• What you are asked to do:
Search the records for the word "mismatches" and copy every line in which it occurs.

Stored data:
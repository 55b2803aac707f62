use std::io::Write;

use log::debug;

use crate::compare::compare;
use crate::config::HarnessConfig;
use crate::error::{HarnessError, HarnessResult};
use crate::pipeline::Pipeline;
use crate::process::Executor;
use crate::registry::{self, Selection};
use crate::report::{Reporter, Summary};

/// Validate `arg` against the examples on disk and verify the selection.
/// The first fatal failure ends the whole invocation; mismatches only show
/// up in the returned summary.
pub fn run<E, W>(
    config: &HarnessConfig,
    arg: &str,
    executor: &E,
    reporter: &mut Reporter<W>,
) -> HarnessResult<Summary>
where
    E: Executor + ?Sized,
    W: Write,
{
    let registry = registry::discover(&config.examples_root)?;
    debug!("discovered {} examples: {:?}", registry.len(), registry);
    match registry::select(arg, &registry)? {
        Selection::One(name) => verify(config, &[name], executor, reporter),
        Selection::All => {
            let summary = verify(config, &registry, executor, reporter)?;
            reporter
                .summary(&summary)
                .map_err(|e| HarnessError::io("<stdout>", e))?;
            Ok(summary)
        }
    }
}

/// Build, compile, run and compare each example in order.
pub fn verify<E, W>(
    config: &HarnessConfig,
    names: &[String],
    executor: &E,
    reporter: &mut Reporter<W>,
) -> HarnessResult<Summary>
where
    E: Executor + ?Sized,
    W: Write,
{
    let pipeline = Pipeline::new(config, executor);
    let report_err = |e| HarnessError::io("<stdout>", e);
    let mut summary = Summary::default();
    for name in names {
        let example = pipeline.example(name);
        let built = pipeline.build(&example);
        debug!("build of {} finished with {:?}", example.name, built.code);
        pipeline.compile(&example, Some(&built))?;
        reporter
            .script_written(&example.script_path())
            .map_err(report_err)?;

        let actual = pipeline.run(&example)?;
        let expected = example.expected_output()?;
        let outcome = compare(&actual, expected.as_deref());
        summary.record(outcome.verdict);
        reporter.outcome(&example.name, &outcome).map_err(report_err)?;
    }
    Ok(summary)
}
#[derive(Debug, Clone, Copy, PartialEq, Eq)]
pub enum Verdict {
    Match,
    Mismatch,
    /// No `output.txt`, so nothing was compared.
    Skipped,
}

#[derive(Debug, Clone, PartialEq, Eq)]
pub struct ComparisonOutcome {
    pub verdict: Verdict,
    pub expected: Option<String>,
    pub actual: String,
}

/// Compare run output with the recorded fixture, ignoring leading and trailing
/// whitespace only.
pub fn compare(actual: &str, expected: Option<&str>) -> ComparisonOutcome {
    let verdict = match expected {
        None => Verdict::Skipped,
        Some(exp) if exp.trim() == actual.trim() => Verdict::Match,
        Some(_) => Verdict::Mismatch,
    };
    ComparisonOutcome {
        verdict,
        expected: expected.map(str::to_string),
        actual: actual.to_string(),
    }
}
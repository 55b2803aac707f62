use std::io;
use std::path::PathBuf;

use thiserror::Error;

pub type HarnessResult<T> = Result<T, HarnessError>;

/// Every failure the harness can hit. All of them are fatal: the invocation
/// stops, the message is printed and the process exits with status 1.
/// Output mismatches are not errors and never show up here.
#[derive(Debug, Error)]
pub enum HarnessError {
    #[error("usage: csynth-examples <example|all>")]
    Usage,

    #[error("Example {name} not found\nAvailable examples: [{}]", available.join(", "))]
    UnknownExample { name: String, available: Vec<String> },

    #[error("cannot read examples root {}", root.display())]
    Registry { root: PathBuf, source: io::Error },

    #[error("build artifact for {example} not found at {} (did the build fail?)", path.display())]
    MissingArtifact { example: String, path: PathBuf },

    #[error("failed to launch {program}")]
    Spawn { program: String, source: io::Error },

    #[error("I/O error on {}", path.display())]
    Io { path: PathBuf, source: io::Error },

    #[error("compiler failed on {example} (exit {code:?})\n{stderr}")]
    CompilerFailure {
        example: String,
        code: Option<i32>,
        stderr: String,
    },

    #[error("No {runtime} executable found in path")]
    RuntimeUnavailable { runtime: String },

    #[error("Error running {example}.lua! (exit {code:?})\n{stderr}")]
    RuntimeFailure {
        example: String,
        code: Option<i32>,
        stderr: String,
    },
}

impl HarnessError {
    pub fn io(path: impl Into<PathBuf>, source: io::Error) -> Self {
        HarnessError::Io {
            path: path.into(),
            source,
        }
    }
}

* * *

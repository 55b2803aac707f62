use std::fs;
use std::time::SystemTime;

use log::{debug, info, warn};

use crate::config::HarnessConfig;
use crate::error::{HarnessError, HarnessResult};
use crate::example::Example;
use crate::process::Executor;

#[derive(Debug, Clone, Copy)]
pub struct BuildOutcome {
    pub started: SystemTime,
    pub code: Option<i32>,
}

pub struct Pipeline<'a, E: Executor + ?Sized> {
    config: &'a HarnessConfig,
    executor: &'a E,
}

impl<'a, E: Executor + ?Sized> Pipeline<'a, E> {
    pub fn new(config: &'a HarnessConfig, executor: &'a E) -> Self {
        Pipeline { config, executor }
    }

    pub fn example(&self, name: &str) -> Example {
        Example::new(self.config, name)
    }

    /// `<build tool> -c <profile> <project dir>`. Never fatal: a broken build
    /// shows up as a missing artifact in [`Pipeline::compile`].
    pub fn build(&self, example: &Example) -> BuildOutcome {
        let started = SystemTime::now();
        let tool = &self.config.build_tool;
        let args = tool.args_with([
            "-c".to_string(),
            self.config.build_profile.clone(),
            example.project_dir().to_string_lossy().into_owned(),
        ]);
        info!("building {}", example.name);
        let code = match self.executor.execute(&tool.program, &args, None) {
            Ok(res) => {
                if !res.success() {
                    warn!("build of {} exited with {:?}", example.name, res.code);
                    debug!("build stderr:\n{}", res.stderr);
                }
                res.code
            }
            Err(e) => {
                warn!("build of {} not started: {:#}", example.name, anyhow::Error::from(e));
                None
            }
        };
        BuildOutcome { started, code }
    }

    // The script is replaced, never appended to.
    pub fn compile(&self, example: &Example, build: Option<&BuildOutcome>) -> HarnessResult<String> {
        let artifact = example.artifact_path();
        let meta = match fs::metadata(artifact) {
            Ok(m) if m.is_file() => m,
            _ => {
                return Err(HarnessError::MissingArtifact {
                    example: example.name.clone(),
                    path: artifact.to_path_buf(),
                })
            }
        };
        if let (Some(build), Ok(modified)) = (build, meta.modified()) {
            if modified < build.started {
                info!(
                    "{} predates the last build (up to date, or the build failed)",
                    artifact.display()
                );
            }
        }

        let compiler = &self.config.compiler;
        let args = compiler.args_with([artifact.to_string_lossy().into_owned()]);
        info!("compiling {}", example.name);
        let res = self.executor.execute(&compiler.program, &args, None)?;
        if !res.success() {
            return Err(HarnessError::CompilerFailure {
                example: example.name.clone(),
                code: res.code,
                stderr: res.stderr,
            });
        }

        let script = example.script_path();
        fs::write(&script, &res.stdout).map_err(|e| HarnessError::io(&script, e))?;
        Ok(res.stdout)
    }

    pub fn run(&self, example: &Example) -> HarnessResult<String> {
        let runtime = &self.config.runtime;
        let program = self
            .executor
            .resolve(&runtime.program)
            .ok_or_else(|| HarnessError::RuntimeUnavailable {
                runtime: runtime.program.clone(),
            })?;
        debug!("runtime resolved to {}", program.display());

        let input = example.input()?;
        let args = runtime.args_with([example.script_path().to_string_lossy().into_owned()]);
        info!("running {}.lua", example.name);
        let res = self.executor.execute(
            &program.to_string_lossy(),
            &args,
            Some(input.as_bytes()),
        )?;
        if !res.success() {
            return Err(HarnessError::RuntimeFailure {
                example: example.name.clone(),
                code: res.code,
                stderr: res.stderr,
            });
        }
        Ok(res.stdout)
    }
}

==

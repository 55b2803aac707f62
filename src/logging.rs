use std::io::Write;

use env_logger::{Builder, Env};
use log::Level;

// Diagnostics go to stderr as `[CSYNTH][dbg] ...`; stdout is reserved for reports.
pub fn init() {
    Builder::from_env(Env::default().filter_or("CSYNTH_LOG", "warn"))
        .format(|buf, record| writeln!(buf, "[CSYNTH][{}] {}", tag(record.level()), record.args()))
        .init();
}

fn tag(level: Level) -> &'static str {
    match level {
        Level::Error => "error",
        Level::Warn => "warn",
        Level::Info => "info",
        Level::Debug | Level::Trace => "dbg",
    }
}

• Answer box:
/// The first fatal failure ends the whole invocation; mismatches only show
/// Output mismatches are not errors and never show up here.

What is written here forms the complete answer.